Piper studied art in Aachen together with Bauhaus students of Paul Klee and Johannes Itten as well as at the Folkwang Hochschule Essen Werden (BA Art 1970). In the 1970s he specialized in painting, went to New York, and became an assistant to Milton Glaser at Push Pin Studio, at that time one of the leading forces in graphic design and illustration. Piper soon worked for the New York Times, the New Yorker, and Vogue. He also designed and illustrated book and record covers, including several albums for The Rolling Stones, who received their first ever Grammy Award for the cover of Tattoo You in the category of Best Album Package with illustrations by Piper.
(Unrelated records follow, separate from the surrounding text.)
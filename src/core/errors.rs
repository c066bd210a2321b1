//! Error types for the lyrical-rs library.
//!
//! Every failure in a feature extraction run is fatal: the batch is assumed to
//! be cheap to rerun, so errors carry enough structure (tool name, sidecar
//! name, row index) to explain what broke and propagate straight to `main`.

use std::io;

use thiserror::Error;

/// Main result type for lyrical operations.
pub type Result<T> = std::result::Result<T, LyricalError>;

/// Error type for all lyrical operations.
#[derive(Error, Debug)]
pub enum LyricalError {
    /// I/O related errors (document reads, sidecar reads, side output writes)
    #[error("I/O error: {message}")]
    Io {
        /// Human-readable error message
        message: String,
        /// Underlying I/O error
        #[source]
        source: io::Error,
    },

    /// Configuration errors
    #[error("Configuration error: {message}")]
    Config {
        /// Error description
        message: String,
        /// Configuration field that caused the error
        field: Option<String>,
    },

    /// Malformed numeric or textual input
    #[error("Parse error in {source_name}: {message}")]
    Parse {
        /// File or stream being parsed
        source_name: String,
        /// Error description
        message: String,
        /// One-based line number (if available)
        line: Option<usize>,
    },

    /// Validation errors for extracted data
    #[error("Validation error: {message}")]
    Validation {
        /// Error description
        message: String,
        /// Feature or input that failed validation
        field: Option<String>,
        /// Expected value or format
        expected: Option<String>,
        /// Actual value received
        actual: Option<String>,
    },

    /// An external analysis tool could not be run or produced unusable output
    #[error("External tool '{tool}' failed: {message}")]
    ExternalTool {
        /// Configured tool name (readability, spelling, tagger)
        tool: String,
        /// Error description
        message: String,
        /// Exit status, when the process ran to completion
        status: Option<i32>,
    },

    /// A sidecar matrix does not line up with the documents being processed
    #[error("Alignment error in sidecar '{sidecar}': {message}")]
    Alignment {
        /// Declared feature name of the sidecar
        sidecar: String,
        /// Error description
        message: String,
        /// Zero-based row index at which the mismatch was detected
        row: usize,
    },

    /// Serialization/deserialization errors
    #[error("Serialization error: {message}")]
    Serialization {
        /// Error description
        message: String,
        /// Data type being serialized
        data_type: Option<String>,
        /// Underlying serialization error
        #[source]
        source: Option<Box<dyn std::error::Error + Send + Sync>>,
    },

    /// Generic internal errors
    #[error("Internal error: {message}")]
    Internal {
        /// Error description
        message: String,
    },
}

impl LyricalError {
    /// Create a new I/O error with context
    pub fn io(message: impl Into<String>, source: io::Error) -> Self {
        Self::Io {
            message: message.into(),
            source,
        }
    }

    /// Create a new configuration error with field context
    pub fn config_field(message: impl Into<String>, field: impl Into<String>) -> Self {
        Self::Config {
            message: message.into(),
            field: Some(field.into()),
        }
    }

    /// Create a new parse error
    pub fn parse(source_name: impl Into<String>, message: impl Into<String>) -> Self {
        Self::Parse {
            source_name: source_name.into(),
            message: message.into(),
            line: None,
        }
    }

    /// Create a new parse error pointing at a line
    pub fn parse_at_line(
        source_name: impl Into<String>,
        message: impl Into<String>,
        line: usize,
    ) -> Self {
        Self::Parse {
            source_name: source_name.into(),
            message: message.into(),
            line: Some(line),
        }
    }

    /// Create a new validation error
    pub fn validation(message: impl Into<String>) -> Self {
        Self::Validation {
            message: message.into(),
            field: None,
            expected: None,
            actual: None,
        }
    }

    /// Create a validation error describing an expected/actual mismatch
    pub fn validation_mismatch(
        message: impl Into<String>,
        field: impl Into<String>,
        expected: impl ToString,
        actual: impl ToString,
    ) -> Self {
        Self::Validation {
            message: message.into(),
            field: Some(field.into()),
            expected: Some(expected.to_string()),
            actual: Some(actual.to_string()),
        }
    }

    /// Create a new external tool error
    pub fn external_tool(tool: impl Into<String>, message: impl Into<String>) -> Self {
        Self::ExternalTool {
            tool: tool.into(),
            message: message.into(),
            status: None,
        }
    }

    /// Create an external tool error for a process that exited unsuccessfully
    pub fn external_tool_status(
        tool: impl Into<String>,
        message: impl Into<String>,
        status: Option<i32>,
    ) -> Self {
        Self::ExternalTool {
            tool: tool.into(),
            message: message.into(),
            status,
        }
    }

    /// Create a new alignment error
    pub fn alignment(sidecar: impl Into<String>, message: impl Into<String>, row: usize) -> Self {
        Self::Alignment {
            sidecar: sidecar.into(),
            message: message.into(),
            row,
        }
    }

    /// Create a new internal error
    pub fn internal(message: impl Into<String>) -> Self {
        Self::Internal {
            message: message.into(),
        }
    }

    /// Prefix the message of an I/O or parse error with context
    pub fn with_context(mut self, context: impl Into<String>) -> Self {
        if let Self::Io { message, .. } | Self::Parse { message, .. } = &mut self {
            *message = format!("{}: {}", context.into(), message);
        }
        self
    }
}

impl From<io::Error> for LyricalError {
    fn from(err: io::Error) -> Self {
        let message = err.to_string();
        Self::io(message, err)
    }
}

impl From<serde_yaml::Error> for LyricalError {
    fn from(err: serde_yaml::Error) -> Self {
        Self::Serialization {
            message: format!("YAML serialization failed: {err}"),
            data_type: Some("YAML".to_string()),
            source: Some(Box::new(err)),
        }
    }
}

/// Result extension trait for adding context to errors
pub trait ResultExt<T> {
    /// Add context to an error result
    fn with_context<F>(self, f: F) -> Result<T>
    where
        F: FnOnce() -> String;
}

impl<T, E> ResultExt<T> for std::result::Result<T, E>
where
    E: Into<LyricalError>,
{
    fn with_context<F>(self, f: F) -> Result<T>
    where
        F: FnOnce() -> String,
    {
        self.map_err(|e| e.into().with_context(f()))
    }
}

#[cfg(test)]
mod tests {
    use super::*;

    #[test]
    fn test_error_creation() {
        let err = LyricalError::config_field("Invalid configuration", "sidecars");
        assert!(matches!(err, LyricalError::Config { field: Some(_), .. }));

        let err = LyricalError::parse("topics10.dat", "bad cell");
        assert!(matches!(err, LyricalError::Parse { line: None, .. }));
    }

    #[test]
    fn test_alignment_error_display() {
        let err = LyricalError::alignment(
            "Topic membership probabilities (10 topics)",
            "sidecar exhausted",
            3,
        );
        let display = err.to_string();
        assert!(display.contains("Alignment error"));
        assert!(display.contains("10 topics"));

        if let LyricalError::Alignment { row, .. } = err {
            assert_eq!(row, 3);
        } else {
            panic!("Expected Alignment error");
        }
    }

    #[test]
    fn test_external_tool_status() {
        let err = LyricalError::external_tool_status("spelling", "exited unsuccessfully", Some(2));

        if let LyricalError::ExternalTool { tool, status, .. } = &err {
            assert_eq!(tool, "spelling");
            assert_eq!(*status, Some(2));
        } else {
            panic!("Expected ExternalTool error");
        }
        assert!(err.to_string().contains("'spelling'"));
    }

    #[test]
    fn test_validation_mismatch() {
        let err = LyricalError::validation_mismatch("wrong width", "Letter frequencies", 26, 25);

        if let LyricalError::Validation {
            field,
            expected,
            actual,
            ..
        } = err
        {
            assert_eq!(field.as_deref(), Some("Letter frequencies"));
            assert_eq!(expected.as_deref(), Some("26"));
            assert_eq!(actual.as_deref(), Some("25"));
        } else {
            panic!("Expected Validation error");
        }
    }

    #[test]
    fn test_with_context_prefixes_io_message() {
        let io_err = std::io::Error::new(std::io::ErrorKind::NotFound, "gone");
        let err = LyricalError::io("read failed", io_err).with_context("song.txt");

        if let LyricalError::Io { message, .. } = err {
            assert_eq!(message, "song.txt: read failed");
        } else {
            panic!("Expected Io error");
        }
    }

    #[test]
    fn test_with_context_leaves_other_errors() {
        let err = LyricalError::internal("Something went wrong").with_context("ignored");

        if let LyricalError::Internal { message } = err {
            assert_eq!(message, "Something went wrong");
        } else {
            panic!("Expected Internal error");
        }
    }

    #[test]
    fn test_result_extension() {
        let result: std::result::Result<i32, std::io::Error> = Err(std::io::Error::new(
            std::io::ErrorKind::NotFound,
            "File not found",
        ));

        match result.with_context(|| "Failed to read song.txt".to_string()) {
            Err(LyricalError::Io { message, .. }) => {
                assert_eq!(message, "Failed to read song.txt: File not found");
            }
            other => panic!("Expected Io error, got {other:?}"),
        }
    }

    #[test]
    fn test_from_yaml_error() {
        let yaml_err = serde_yaml::from_str::<i32>("invalid: yaml: content").unwrap_err();
        let err: LyricalError = yaml_err.into();

        if let LyricalError::Serialization { data_type, .. } = err {
            assert_eq!(data_type, Some("YAML".to_string()));
        } else {
            panic!("Expected Serialization error");
        }
    }
}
Later he increasingly dedicated himself to fine art, producing sculptures and various series of drawings and paintings. In 2005 he returned to Germany, where he lived and worked in Berlin and Görlitz.

== Recognition ==

- 1971 Folkwang sponsorship award
- 1980 Gold Award Art Directors Club Chicago
- 1988 Century City Gallery, Los Angeles

== Exhibitions ==

- Century City Gallery, Los Angeles
- Hall of Fame, Minnesota
- Illustrator Guild, NYC
- Meru Art Gallery, Brooklyn
- Canal Pier, NYC: public installation stone collection West Side remnants
- 1999–2004: 20 ft. Sphinx installation with geomantic impact: head in juncture with Empire State Building to Statue of Liberty / New Jersey Tunnel in juncture to WT Center
- Manhattan Bridge Viaduct – Installation Habitat II
- Brooklyn Bridge – Installation Habitat IV
- 2016: Christian Piper – Just for Now, PRIVATEOFFSPACE

== Museums ==

- MoMA NYC
- Hall of Fame – Minnesota
- Rolling Stone Museum – San Francisco

== Literature ==

- Tina Sabel-Grau und Christian Piper: Bunter Regen – Nichts existiert so wie es erscheint. Mutterliebe.net, Stuttgart, 2020.